ViaTech’s authority to transact business in Massachusetts was revoked in 2012, for failure to file annual reports. On May 20, 2019, ViaTech filed annual reports for 2009 through 2018, seeking reinstatement, and four days later ViaTech filed suit against Adobe before reinstatement was granted. Judge Burroughs granted Adobe’s motion to transfer venue, but transferred to Adobe’s alternative selection, Delaware, rather than Northern California where Adobe is headquartered. She first noted that venue disputes in patent cases are governed by the law of the regional circuit rather than the Federal Circuit. She noted that Massachusetts was not ViaTech’s principal place of business and that vViaTech lacked ability to do business in the Commonwealth when the case was filed. The presumption in favor of ViaTech’s choice of forum was further diminished by the fact that ViaTech had twice brought suit on the same patent in the District of Delaware. This last fact also weighed against the convenience of ViaTech in litigating in Massachusetts, as it demonstrated ViaTech’s ability and willingness to do so in Delaware. Because both parties are incorporated in Delaware, Judge Burroughs determined that it was a more appropriate venue.

JT IP Holdings, LLC et al. v. Florence et al. (20-cv-10433).

JT IP and its member and manager, Jeffery Eldredge, filed suit against FloPack, LLC and its members and managers Thomas Florence and his daughter, Kimberly Perry. According to the complaint, Florence approached Eldredge in 2016 about going into business together. The two subsequently formed JT IP Holdings, with Florence’s contribution to the company to include the development of a new product, as well as to set up the business, which Eldredge contends Florence failed to do. In the summer of 2019, Florence was issued U.S. Patent No. 10,364,563 entitled “Runoff Water Management System.” Eldredge asserts that this patent was the result of his working with Florence to update and improve upon a previous Florence patent to a similar system. He says that he relied upon Florence’s assertion that he need not be named an inventor, and that the ‘563 patent was assigned to JT IP, protecting his rights. Eldredge asserts that Florence has hindered JT IP’s ability to obtain necessary additional funding, and subsequently that Florence purported to assign the ‘563 patent to new entity, FloPack, LLC, that was set up in the name of Kimberly Perry, in violation of the operating agreement of JT IP. Eldredge brings claims for correction of inventorship. violation of the Lanham Act in misrepresenting ownership of the ‘563 patent, infringement of the ‘563 patent, declaratory judgment that the assignment of the ‘563 patent to FloPack is null and void, conversion, breach of fiduciary duty, unjust enrichment, fraud and misrepresentation, tortious interference with a contract and with prospective economic advantage, and violation of 93A.

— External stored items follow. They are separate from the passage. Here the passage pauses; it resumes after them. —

mod block;
pub mod error;

pub use error::{ParseError, ParseErrorKind};

use crate::Story;
use crate::options::CompileOptions;
use crate::parser::block::BlockParser;
use crate::source::normalize;

/// Parser entry point.
pub struct Parser {
    source: String,
    file_id: usize,
    options: CompileOptions,
}

impl Parser {
    pub fn new(source: String, file_id: usize) -> Self {
        Parser {
            source,
            file_id,
            options: CompileOptions::default(),
        }
    }

    pub fn with_options(mut self, options: CompileOptions) -> Self {
        self.options = options;
        self
    }

    /// Parse the dedlee source into a story tree. Links are left as
    /// placeholders; see [`crate::links`].
    pub fn parse(&self) -> Result<Story, Vec<ParseError>> {
        let normalized = normalize(&self.source, self.file_id).map_err(|e| vec![e])?;
        let (nodes, block_warnings) =
            BlockParser::new(&normalized.lines, &self.options, self.file_id).parse();

        let mut warnings = normalized.warnings;
        warnings.extend(block_warnings);
        warnings.sort_by_key(|w| w.span.start);

        Ok(Story {
            nodes,
            warnings,
            source_id: self.file_id,
        })
    }
}
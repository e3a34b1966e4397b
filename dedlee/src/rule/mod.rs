pub mod script_hook;

use crate::markup::{Attribute, ElementKind, InlineTag};
use crate::options::CompileOptions;
use crate::parser::error::ParseErrorKind;
use crate::rule::script_hook::ScriptHook;
use crate::source::Line;

/// Line classification rules.
///
/// Rules are tried in [`RULE_TABLE`] order and the first match wins, so the
/// order is part of the grammar: a `p.` line inside an object is a page
/// because `Page` is tried before `Other`, and `Action`/`When` only fire
/// in their enclosing context.
#[derive(Debug, Clone, Copy, PartialEq, Eq)]
pub enum RuleKind {
    Title,
    ScriptTag,
    Object,
    Character,
    Action,
    When,
    Page,
    Paragraph,
    Other,
}

pub const RULE_TABLE: [RuleKind; 9] = [
    RuleKind::Title,
    RuleKind::ScriptTag,
    RuleKind::Object,
    RuleKind::Character,
    RuleKind::Action,
    RuleKind::When,
    RuleKind::Page,
    RuleKind::Paragraph,
    RuleKind::Other,
];

/// Where a line sits while it is being classified.
#[derive(Debug, Clone, Copy, PartialEq, Eq)]
pub struct LineContext {
    /// Rule of the block directly containing the line; `None` at top level.
    pub enclosing: Option<RuleKind>,
    /// Lines already consumed in the enclosing block.
    pub relative: usize,
}

/// What a rule emits for its triggering line.
#[derive(Debug, Clone, PartialEq)]
pub enum Opening {
    Inline {
        tag: InlineTag,
        content: String,
    },
    Element {
        kind: ElementKind,
        attributes: Vec<Attribute>,
        close_tag: &'static str,
    },
    Text(String),
}

impl RuleKind {
    /// First rule in table order accepting `line`.
    pub fn classify(line: &Line, ctx: &LineContext) -> RuleKind {
        RULE_TABLE
            .into_iter()
            .find(|rule| rule.matches(line, ctx))
            .unwrap_or(RuleKind::Other)
    }

    pub fn matches(self, line: &Line, ctx: &LineContext) -> bool {
        let trimmed = line.trimmed();
        match self {
            RuleKind::Title => line.index == 0,
            RuleKind::ScriptTag => ScriptHook::from_name(line.text.trim()).is_some(),
            RuleKind::Object => trimmed.starts_with("o."),
            RuleKind::Character => trimmed.starts_with("c."),
            RuleKind::Action => {
                matches!(ctx.enclosing, Some(RuleKind::Object | RuleKind::Character))
                    && trimmed.starts_with('"')
            }
            RuleKind::When => {
                ctx.enclosing == Some(RuleKind::Action)
                    && ctx.relative == 0
                    && trimmed.starts_with("when")
            }
            RuleKind::Page => trimmed.starts_with("p."),
            RuleKind::Paragraph => trimmed.starts_with("pg."),
            RuleKind::Other => true,
        }
    }

    /// Single-line rules never own an indented block.
    pub fn is_single_line(self) -> bool {
        matches!(self, RuleKind::Title | RuleKind::When | RuleKind::Other)
    }

    pub fn open(self, line: &Line, options: &CompileOptions) -> Opening {
        let trimmed = line.trimmed();
        match self {
            RuleKind::Title => Opening::Inline {
                tag: InlineTag::Title,
                content: line.text.clone(),
            },
            RuleKind::When => Opening::Inline {
                tag: InlineTag::When,
                content: trimmed.strip_prefix("when ").unwrap_or(trimmed).to_string(),
            },
            RuleKind::Other => Opening::Text(line.text.clone()),
            RuleKind::ScriptTag => {
                // `matches` already accepted the name; fall back to a literal line otherwise.
                match ScriptHook::from_name(line.text.trim()) {
                    Some(hook) => element(ElementKind::Script(hook), Vec::new(), hook.name()),
                    None => Opening::Text(line.text.clone()),
                }
            }
            RuleKind::Object | RuleKind::Character => {
                let (kind, close_tag) = if self == RuleKind::Object {
                    (ElementKind::Object, "obj")
                } else {
                    (ElementKind::Character, options.character_close.tag_name())
                };
                let mut attributes = vec![Attribute::new("id", prefixed_id(trimmed, 2))];
                if let Ok(Some(name)) = inventory_name(trimmed) {
                    attributes.push(Attribute::new("inventoryName", name));
                }
                element(kind, attributes, close_tag)
            }
            RuleKind::Action => element(
                ElementKind::Action,
                vec![Attribute::new("id", trimmed.replace('"', ""))],
                "action",
            ),
            RuleKind::Page => {
                let mut attributes = vec![Attribute::new("id", prefixed_id(trimmed, 2))];
                if line.text.contains("(first)") {
                    attributes.push(Attribute::new("class", "first"));
                }
                element(ElementKind::Page, attributes, "page")
            }
            RuleKind::Paragraph => element(
                ElementKind::Paragraph,
                vec![Attribute::new("id", prefixed_id(trimmed, 3))],
                "paragraph",
            ),
        }
    }

    /// Non-fatal problems on a line this rule accepted.
    pub fn lint(self, line: &Line) -> Option<ParseErrorKind> {
        match self {
            RuleKind::Object | RuleKind::Character => match inventory_name(line.trimmed()) {
                Err(Unterminated) => Some(ParseErrorKind::UnterminatedInventoryName(
                    line.trimmed().to_string(),
                )),
                Ok(_) => None,
            },
            _ => None,
        }
    }
}

fn element(kind: ElementKind, attributes: Vec<Attribute>, close_tag: &'static str) -> Opening {
    Opening::Element {
        kind,
        attributes,
        close_tag,
    }
}

/// First space-delimited token with its `prefix_len`-byte prefix removed.
fn prefixed_id(trimmed: &str, prefix_len: usize) -> &str {
    let token = trimmed.split(' ').next().unwrap_or("");
    token.get(prefix_len..).unwrap_or("")
}

struct Unterminated;

/// The first double-quoted substring of the line, if any. Empty names count
/// as absent.
fn inventory_name(trimmed: &str) -> Result<Option<&str>, Unterminated> {
    let Some(open) = trimmed.find('"') else {
        return Ok(None);
    };
    let rest = &trimmed[open + 1..];
    match rest.find('"') {
        Some(0) => Ok(None),
        Some(close) => Ok(Some(&rest[..close])),
        None => Err(Unterminated),
    }
}

#[cfg(test)]
mod tests {
    use super::*;
    use pretty_assertions::assert_eq;

    fn line(index: usize, text: &str) -> Line {
        Line {
            index,
            indent: crate::source::leading_width(text),
            text: text.to_string(),
            span: 0..text.len(),
        }
    }

    fn in_block(enclosing: Option<RuleKind>, relative: usize) -> LineContext {
        LineContext {
            enclosing,
            relative,
        }
    }

    fn classify(text: &str, enclosing: Option<RuleKind>, relative: usize) -> RuleKind {
        RuleKind::classify(&line(5, text), &in_block(enclosing, relative))
    }

    #[test]
    fn first_line_is_always_the_title() {
        let ctx = in_block(None, 0);
        assert_eq!(RuleKind::classify(&line(0, "p.start"), &ctx), RuleKind::Title);
        assert_eq!(RuleKind::classify(&line(1, "p.start"), &ctx), RuleKind::Page);
    }

    #[test]
    fn script_hooks_match_whole_trimmed_line() {
        assert_eq!(classify("initscript", None, 1), RuleKind::ScriptTag);
        assert_eq!(classify("    afterEveryPageTurn", None, 1), RuleKind::ScriptTag);
        assert_eq!(classify("initscript now", None, 1), RuleKind::Other);
        assert_eq!(classify("InitScript", None, 1), RuleKind::Other);
    }

    #[test]
    fn actions_need_an_object_or_character_parent() {
        assert_eq!(classify("\"Examine\"", Some(RuleKind::Object), 0), RuleKind::Action);
        assert_eq!(classify("\"Talk\"", Some(RuleKind::Character), 2), RuleKind::Action);
        assert_eq!(classify("\"Examine\"", Some(RuleKind::Page), 0), RuleKind::Other);
        assert_eq!(classify("\"Examine\"", None, 0), RuleKind::Other);
    }

    #[test]
    fn when_only_opens_an_action() {
        assert_eq!(classify("when lit", Some(RuleKind::Action), 0), RuleKind::When);
        assert_eq!(classify("when lit", Some(RuleKind::Action), 1), RuleKind::Other);
        assert_eq!(classify("when lit", Some(RuleKind::Page), 0), RuleKind::Other);
    }

    #[test]
    fn prefixes_win_over_context() {
        assert_eq!(classify("p.cellar", Some(RuleKind::Object), 0), RuleKind::Page);
        assert_eq!(classify("pg.note", Some(RuleKind::Action), 0), RuleKind::Paragraph);
        assert_eq!(classify("o.key", Some(RuleKind::Action), 3), RuleKind::Object);
    }

    #[test]
    fn single_line_rules_never_open_elements() {
        for rule in RULE_TABLE {
            let text = if rule == RuleKind::ScriptTag { "initscript" } else { "x.y" };
            let opens_element = matches!(
                rule.open(&line(3, text), &CompileOptions::default()),
                Opening::Element { .. }
            );
            assert_eq!(rule.is_single_line(), !opens_element, "{rule:?}");
        }
    }

    #[test]
    fn object_with_inventory_name() {
        let opening = RuleKind::Object.open(
            &line(3, "    o.lamp \"A brass lamp\" extra"),
            &CompileOptions::default(),
        );
        assert_eq!(
            opening,
            Opening::Element {
                kind: ElementKind::Object,
                attributes: vec![
                    Attribute::new("id", "lamp"),
                    Attribute::new("inventoryName", "A brass lamp"),
                ],
                close_tag: "obj",
            }
        );
    }

    #[test]
    fn character_close_tag_follows_options() {
        let line = line(2, "c.bob");
        let legacy = RuleKind::Character.open(&line, &CompileOptions::default());
        let Opening::Element { close_tag, .. } = legacy else {
            panic!("expected element");
        };
        assert_eq!(close_tag, "obj");

        let options = CompileOptions {
            character_close: crate::options::CharacterClose::Character,
            ..CompileOptions::default()
        };
        let Opening::Element { close_tag, .. } = RuleKind::Character.open(&line, &options) else {
            panic!("expected element");
        };
        assert_eq!(close_tag, "character");
    }

    #[test]
    fn page_id_and_first_marker() {
        let Opening::Element { attributes, .. } =
            RuleKind::Page.open(&line(1, "p.start (first)"), &CompileOptions::default())
        else {
            panic!("expected element");
        };
        assert_eq!(
            attributes,
            vec![Attribute::new("id", "start"), Attribute::new("class", "first")]
        );
    }

    #[test]
    fn action_id_drops_every_quote() {
        let Opening::Element { attributes, .. } =
            RuleKind::Action.open(&line(4, "  \"Look \"\"closely\""), &CompileOptions::default())
        else {
            panic!("expected element");
        };
        assert_eq!(attributes, vec![Attribute::new("id", "Look closely")]);
    }

    #[test]
    fn when_content_loses_keyword() {
        let opening =
            RuleKind::When.open(&line(4, "    when lamp.lit"), &CompileOptions::default());
        assert_eq!(
            opening,
            Opening::Inline {
                tag: InlineTag::When,
                content: "lamp.lit".to_string()
            }
        );
    }

    #[test]
    fn unterminated_inventory_name_is_linted() {
        let line = line(1, "o.lamp \"A brass lamp");
        assert_eq!(
            RuleKind::Object.lint(&line),
            Some(ParseErrorKind::UnterminatedInventoryName("o.lamp \"A brass lamp".into()))
        );
        let Opening::Element { attributes, .. } =
            RuleKind::Object.open(&line, &CompileOptions::default())
        else {
            panic!("expected element");
        };
        assert_eq!(attributes, vec![Attribute::new("id", "lamp")]);
    }
}
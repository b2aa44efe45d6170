pub mod store;

pub use store::{LedgerError, LedgerStore, PostgresLedgerStore};
use axum::http::StatusCode;
use axum::response::{IntoResponse, Response};
use axum::Json;
use serde::Serialize;

use crate::account::AccountError;
use crate::transaction::TransactionServiceError;

#[derive(Debug, Serialize)]
struct ErrorBody {
    code: &'static str,
    message: String,
}

/// Maps service-level errors onto the coded `{code, message}` envelope and
/// an HTTP status, the same split the original transport layer draws
/// between validation/duplicate errors (4xx) and everything else (5xx).
pub struct ApiError {
    status: StatusCode,
    code: &'static str,
    message: String,
}

impl ApiError {
    pub fn new(status: StatusCode, code: &'static str, message: impl Into<String>) -> Self {
        Self {
            status,
            code,
            message: message.into(),
        }
    }

    pub fn validation(message: impl Into<String>) -> Self {
        Self::new(StatusCode::BAD_REQUEST, "VALIDATION_ERROR", message)
    }
}

impl IntoResponse for ApiError {
    fn into_response(self) -> Response {
        let body = ErrorBody {
            code: self.code,
            message: self.message,
        };
        (self.status, Json(body)).into_response()
    }
}

impl From<AccountError> for ApiError {
    fn from(err: AccountError) -> Self {
        match err {
            AccountError::Invalid(_) => {
                Self::new(StatusCode::BAD_REQUEST, "INVALID_ACCOUNT", err.to_string())
            }
            AccountError::DuplicateAccount => Self::new(
                StatusCode::CONFLICT,
                "DUPLICATE_ACCOUNT_ERROR",
                "account already exists for this user and currency",
            ),
            AccountError::Database(_) => Self::new(
                StatusCode::INTERNAL_SERVER_ERROR,
                "INTERNAL_SERVER_ERROR",
                "Internal server error. Please try again later.",
            ),
        }
    }
}

impl From<TransactionServiceError> for ApiError {
    fn from(err: TransactionServiceError) -> Self {
        match err {
            TransactionServiceError::InvalidReferenceId => {
                Self::new(StatusCode::BAD_REQUEST, "INVALID_REFERENCE_ID", err.to_string())
            }
            TransactionServiceError::Validation(_) => {
                Self::new(StatusCode::BAD_REQUEST, "VALIDATION_ERROR", err.to_string())
            }
            TransactionServiceError::Publish(_) | TransactionServiceError::Audit(_) => Self::new(
                StatusCode::INTERNAL_SERVER_ERROR,
                "INTERNAL_SERVER_ERROR",
                "Internal server error. Please try again later.",
            ),
        }
    }
}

Janssen Biotech Inc. v. Celltrion Healthcare Co. Ltd. (18-2321).

The Federal Circuit upheld Celltrion’s non-infringement victory at the District Court in a summary affirmance, meaning that no opinion was written. Janssen had sought infringement under the doctrine of equivalents, but Judge Wolf found that the claims, if extended to cover the equivalents sought, would have been obvious, and that Celltrion therefore did not infringe.  This should bring the lawsuit to a close.